Northwest Arm-South End Coun. Sue Uteck's phone started ringing at 6:30 a.m. Monday, just hours after the annual winter parking ban went into effect.

By the end of the day, Uteck said, she had received complaints from 15 constituents whose cars had been ticketed on the very first night of the parking ban. The parking penalty is now $50, up from $25 last winter.

Uteck said this wasn't supposed to happen during mild weather with no snow on the ground. After all the complaints last year, she said, parking officials promised a more common sense approach this year.

"I wrote to the head of the traffic authority and said, 'You came and told us you are implementing this ban. We pleaded for common sense, you said common sense was going to happen,"" Uteck said Monday.

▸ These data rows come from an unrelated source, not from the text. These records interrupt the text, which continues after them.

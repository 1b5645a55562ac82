//! Backend side of the GUI: command queue, worker runtime and the
//! channel-backed renderer.

pub mod commands;
pub mod renderer;
pub mod runtime;
use anyhow::{Context, Result};
use async_trait::async_trait;
use sqlx::{
    sqlite::{SqliteConnectOptions, SqlitePoolOptions},
    Pool, Sqlite,
};
use std::{
    collections::HashMap,
    fs,
    path::{Path, PathBuf},
    str::FromStr,
};
use tokio::sync::RwLock;

/// String-keyed, string-valued persistent store. Values are kept in their
/// text form; callers own the encoding.
#[async_trait]
pub trait KeyValueStore: Send + Sync {
    async fn get(&self, key: &str) -> Result<Option<String>>;
    async fn set(&self, key: &str, value: &str) -> Result<()>;
}

#[derive(Clone)]
pub struct Storage {
    pool: Pool<Sqlite>,
}

impl Storage {
    pub async fn new(database_url: &str) -> Result<Self> {
        ensure_sqlite_parent_dir_exists(database_url)?;

        let connect_options = SqliteConnectOptions::from_str(database_url)
            .with_context(|| format!("invalid sqlite url '{database_url}'"))?
            .create_if_missing(true);
        // Every connection to an in-memory database sees its own empty database.
        let max_connections = if is_memory_url(database_url) { 1 } else { 5 };
        let pool = SqlitePoolOptions::new()
            .max_connections(max_connections)
            .connect_with(connect_options)
            .await
            .with_context(|| format!("failed to open sqlite database '{database_url}'"))?;

        let storage = Self { pool };
        storage.ensure_kv_table().await?;
        Ok(storage)
    }

    pub fn pool(&self) -> &Pool<Sqlite> {
        &self.pool
    }

    pub async fn health_check(&self) -> Result<()> {
        let _: i64 = sqlx::query_scalar("SELECT 1")
            .fetch_one(&self.pool)
            .await
            .context("sqlite ping failed")?;
        Ok(())
    }

    async fn ensure_kv_table(&self) -> Result<()> {
        sqlx::query(
            r#"
            CREATE TABLE IF NOT EXISTS kv_entries (
                key        TEXT PRIMARY KEY NOT NULL,
                value      TEXT NOT NULL,
                updated_at TEXT NOT NULL DEFAULT CURRENT_TIMESTAMP
            )
            "#,
        )
        .execute(&self.pool)
        .await
        .context("failed to ensure kv_entries table exists")?;
        Ok(())
    }
}

#[async_trait]
impl KeyValueStore for Storage {
    async fn get(&self, key: &str) -> Result<Option<String>> {
        sqlx::query_scalar::<_, String>("SELECT value FROM kv_entries WHERE key = ?")
            .bind(key)
            .fetch_optional(&self.pool)
            .await
            .with_context(|| format!("failed to read key '{key}'"))
    }

    async fn set(&self, key: &str, value: &str) -> Result<()> {
        sqlx::query(
            r#"
            INSERT INTO kv_entries (key, value, updated_at)
            VALUES (?, ?, CURRENT_TIMESTAMP)
            ON CONFLICT(key) DO UPDATE SET
                value = excluded.value,
                updated_at = excluded.updated_at
            "#,
        )
        .bind(key)
        .bind(value)
        .execute(&self.pool)
        .await
        .with_context(|| format!("failed to write key '{key}'"))?;
        tracing::debug!(key, "stored value");
        Ok(())
    }
}

/// Process-local store; nothing survives a restart.
#[derive(Default)]
pub struct MemoryStore {
    entries: RwLock<HashMap<String, String>>,
}

impl MemoryStore {
    pub fn new() -> Self {
        Self::default()
    }
}

#[async_trait]
impl KeyValueStore for MemoryStore {
    async fn get(&self, key: &str) -> Result<Option<String>> {
        Ok(self.entries.read().await.get(key).cloned())
    }

    async fn set(&self, key: &str, value: &str) -> Result<()> {
        self.entries
            .write()
            .await
            .insert(key.to_string(), value.to_string());
        Ok(())
    }
}

fn is_memory_url(database_url: &str) -> bool {
    database_url.starts_with("sqlite::memory:") || database_url.contains("mode=memory")
}

fn ensure_sqlite_parent_dir_exists(database_url: &str) -> Result<()> {
    let Some(path) = sqlite_path(database_url) else {
        return Ok(());
    };

    let Some(parent) = path.parent() else {
        return Ok(());
    };

    fs::create_dir_all(parent).with_context(|| {
        format!(
            "failed to create parent directory '{}' for database url '{database_url}'",
            parent.display()
        )
    })?;

    Ok(())
}

fn sqlite_path(database_url: &str) -> Option<PathBuf> {
    if is_memory_url(database_url) || !database_url.starts_with("sqlite:") {
        return None;
    }

    let path = database_url
        .trim_start_matches("sqlite://")
        .trim_start_matches("sqlite:")
        .split('?')
        .next()
        .unwrap_or_default();

    if path.is_empty() {
        return None;
    }

    Some(Path::new(path).to_path_buf())
}

#[cfg(test)]
#[path = "tests/lib_tests.rs"]
mod tests;
//! Events flowing from the backend worker to the UI thread.

use client_core::{TriggerState, UsersView};

#[derive(Debug)]
pub enum UiEvent {
    DarkModeApplied(bool),
    CountChanged(i64),
    TriggerChanged(TriggerState),
    UsersReplaced(UsersView),
    InvalidSubmission(String),
    FormReset,
    Info(String),
    Error(String),
}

"Here today we had eight degrees [Celsius]. So, to me, stupidity knows no bounds. That was an absolute cash grab on the backs of Halifax residents."

Uteck said the city is working hard to try to convince more people to move downtown, but a heavy handed approach to winter parking - and the $50 ticket that goes with it - will only drive people away.

The parking ban imposed by the Halifax Regional Municipality's traffic authority, whose powers come from provincial legislation, prohibits parking between 1 a.m. and 7 a.m. in all weather conditions over the winter.

Last winter, the parking authority handed out 17,468 tickets to people caught parking on the street. At $25 a ticket, that worked out to $436,700.